I'm the youngest of six kids and I was fortunate enough to watch all of them grow up. Some of my siblings got married, got divorced, remarried, had children, went bankrupt or lived off government sustenance. Some family members came out of the closet as either gay or transgender, Democrat or Republican. Objectively, the biggest factor we all have in common, the overwhelming power of negativity. However, I feel the biggest common difference between us is, I learned and continue to learn to use "NO" as an opportunity for "YES!"

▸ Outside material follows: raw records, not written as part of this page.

//! The static website stack

use crate::builder::{INVALIDATE_ALL, StackBuilder};
use crate::environment::Environment;
use crate::error::DeclarationError;
use crate::graph::ResourceGraph;
use crate::model::{
    BehaviorOptions, BucketProps, DeploymentProps, DistributionProps, ErrorResponse,
    PolicyResource, PolicyStatement, PriceClass, Principal, RemovalPolicy, S3_GET_OBJECT,
    S3Origin, Source,
};
use std::time::Duration;

pub const DEFAULT_STACK_NAME: &str = "AwsCdkServerlessStack";

pub const INDEX_HTML: &str = "<html><body><h1>Hello World</h1></body></html>";
pub const ERROR_HTML: &str = "<html><body><h1>Error!!!!!!!!!!!!!</h1></body></html>";

pub const ERROR_PAGE_PATH: &str = "/error.html";
pub const ERROR_CACHE_TTL: Duration = Duration::from_secs(300);

/// Declare the website: a private bucket served through a CDN, with a small
/// fixed set of pages uploaded into it.
///
/// Resources are declared in the order bucket, access identity, bucket
/// policy, distribution, deployment.
pub fn website_stack(
    scope: &str,
    stack_name: &str,
    environment: &Environment,
) -> Result<ResourceGraph, DeclarationError> {
    let mut stack = StackBuilder::new(scope, stack_name, environment.clone())?;

    let bucket = stack.bucket("WebsiteBucket", BucketProps::new(RemovalPolicy::Destroy))?;

    let identity = stack.origin_access_identity(
        "OriginAccessIdentity",
        "website-distribution-originAccessIdentity",
    )?;

    stack.add_to_resource_policy(
        &bucket,
        PolicyStatement::allow()
            .with_action(S3_GET_OBJECT)
            .with_principal(Principal::canonical_user(&identity))
            .with_resource(PolicyResource::objects_of(&bucket)),
    )?;

    let distribution = stack.distribution(
        "distribution",
        DistributionProps::new(BehaviorOptions::read_only(S3Origin::new(&bucket, &identity)))
            .with_comment("website-distribution")
            .with_default_root_object("index.html")
            .with_error_response(ErrorResponse::page(403, ERROR_PAGE_PATH, ERROR_CACHE_TTL))
            .with_error_response(ErrorResponse::page(404, ERROR_PAGE_PATH, ERROR_CACHE_TTL))
            .with_price_class(PriceClass::All),
    )?;

    stack.bucket_deployment(
        "WebsiteDeploy",
        DeploymentProps::new(&bucket)
            .with_source(Source::data("/index.html", INDEX_HTML))
            .with_source(Source::data(ERROR_PAGE_PATH, ERROR_HTML))
            .with_source(Source::data("/favicon.ico", ""))
            .with_invalidation(&distribution, [INVALIDATE_ALL]),
    )?;

    let graph = stack.build();
    tracing::info!(
        "Declared stack {} with {} resources ({})",
        graph.stack_name(),
        graph.len(),
        graph.environment()
    );
    Ok(graph)
}

#[cfg(test)]
mod tests {
    use super::*;
    use crate::graph::{BucketRef, IdentityRef, ResourceKind};
    use crate::model::{CachePolicy, ViewerProtocolPolicy};
    use std::collections::HashSet;

    fn graph() -> ResourceGraph {
        website_stack("app", DEFAULT_STACK_NAME, &Environment::new("123", "us-east-1")).unwrap()
    }

    #[test]
    fn test_creation_order() {
        assert_eq!(
            graph().kinds(),
            vec![
                ResourceKind::Bucket,
                ResourceKind::OriginAccessIdentity,
                ResourceKind::BucketPolicy,
                ResourceKind::Distribution,
                ResourceKind::BucketDeployment,
            ]
        );
    }

    #[test]
    fn test_policy_scoped_to_objects() {
        let graph = graph();
        let bucket = graph.buckets().next().unwrap();
        let policy = graph.bucket_policies().next().unwrap();

        for statement in &policy.statements {
            for resource in &statement.resources {
                assert_eq!(resource.pattern(), format!("{}/*", bucket.arn()));
                assert_ne!(resource.pattern(), bucket.arn());
            }
            assert_eq!(statement.actions, vec![S3_GET_OBJECT]);
        }
        assert!(policy.grants_object_read(&IdentityRef::named("OriginAccessIdentity")));
        assert_eq!(policy.bucket, BucketRef::named("WebsiteBucket"));
    }

    #[test]
    fn test_distribution_redirects_to_https() {
        let graph = graph();
        let distribution = graph.distributions().next().unwrap();
        let behavior = &distribution.props.default_behavior;

        assert_eq!(
            behavior.viewer_protocol_policy,
            ViewerProtocolPolicy::RedirectToHttps
        );
        assert_eq!(behavior.cache_policy, CachePolicy::CachingOptimized);
        assert_eq!(distribution.props.comment.as_deref(), Some("website-distribution"));
    }

    #[test]
    fn test_deployment_destinations() {
        let graph = graph();
        let deployment = graph.deployments().next().unwrap();

        let destinations: Vec<&str> = deployment.destinations().collect();
        let unique: HashSet<&str> = destinations.iter().copied().collect();
        assert_eq!(destinations.len(), unique.len());
        assert_eq!(
            unique,
            HashSet::from(["/index.html", "/error.html", "/favicon.ico"])
        );
    }

    #[test]
    fn test_declaration_is_idempotent() {
        let env = Environment::new("123", "us-east-1");
        let first = website_stack("app", DEFAULT_STACK_NAME, &env).unwrap();
        let second = website_stack("app", DEFAULT_STACK_NAME, &env).unwrap();
        assert_eq!(first, second);
    }

    #[test]
    fn test_scenario_us_east_1() {
        let graph = graph();
        assert_eq!(graph.environment(), &Environment::new("123", "us-east-1"));

        let buckets: Vec<_> = graph.buckets().collect();
        assert_eq!(buckets.len(), 1);
        assert_eq!(buckets[0].props.removal_policy, RemovalPolicy::Destroy);

        let distributions: Vec<_> = graph.distributions().collect();
        assert_eq!(distributions.len(), 1);
        let props = &distributions[0].props;
        assert_eq!(props.default_root_object.as_deref(), Some("index.html"));
        assert_eq!(props.error_responses.len(), 2);
        for (response, status) in props.error_responses.iter().zip([403, 404]) {
            assert_eq!(response.http_status, status);
            assert_eq!(response.response_page_path.as_deref(), Some("/error.html"));
            assert_eq!(response.ttl, Duration::from_secs(300));
        }

        let deployments: Vec<_> = graph.deployments().collect();
        assert_eq!(deployments.len(), 1);
        assert_eq!(deployments[0].props.sources.len(), 3);
        assert_eq!(deployments[0].props.distribution_paths, vec!["/*"]);
    }

    #[test]
    fn test_invalid_stack_name_fails_whole_declaration() {
        let err = website_stack("app", "not a name", &Environment::agnostic()).unwrap_err();
        assert!(matches!(err, DeclarationError::InvalidValue { field: "stackName", .. }));
    }
}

I have been told "NO" my entire life. And I have spent an entire career turning the "NO's" into "YES!" When I graduated from high school I had absolutely no help and no direction with my future. I only knew two things; 1. I wanted to continue to learn. 2. I didn't want to spend my life as a floor installer. I absolutely knew I didn't want to make a life out of installing floors when I drove the double sided carpet razor blade through my leg. That was the moment the Floor Installation world was finished as a career option.

In 1996, at the end of my second year lifeguarding for the Cape Cod National Seashore, I decided I was going to stay on the East Coast and make a go out it with $90.00 to my name. I was told, "NO, that will never work." I ended up living in Boston for ten years and continued to work as a beach lifeguard on Cape Cod for the CCNS for another six years. Also, I took college courses at Northeastern University and subsequently made the "Dean's List." I never graduated though, life had other plans. But I never stopped learning and studying. Especially, my skill craft!

After living in Boston for ten years, I watched my best friends move on with their lives into careers, marriage and plans. I decided I wanted the same things, but I wanted them under my terms and my terms are non-negotiable, or so I thought. 

Surfing with my best friends in Panama should have been one of the best times of my life. It wasn't, exactly the opposite. I was miserable, negative and panic stricken. I had no idea where 'my' life was going. At this point the only thing I wanted to do for a career was Beach Lifeguarding. "Well, that's fucking stupid! Have you ever heard about Pararescue?" This is the statement my great friend had to say to me after revealing my career goal. My friend, Lt Col. Getty, told me to check out this career field in the Air Force. When we got home from the surfing trip I headed to the Boston Public Library and didn't emerge until I had consumed everything the library had to offer on PJ's and the United States Air Force Pararescue Team.

I made my declaration to all my family and friends that I was enlisting in the military, at the ripe young age of 32, in the Spring of 2002. Not only was I volunteering for military service, I was volunteering for a specialized AFSC (Job) in the USAF...PARARESCUE/ PJ-1T2X1. My enlistment process was not pretty, let's just say at the end of the day I got what I wanted and turned my very first professional "NO" into a "YES!" It was the most equitable solution for everyone involved. I reported for Pararescue Indoctrination Course 005-02 or Ballz 02 on January 05th, 2005...The Winter Team! Graduated that PJ selection Team in March, 2005. 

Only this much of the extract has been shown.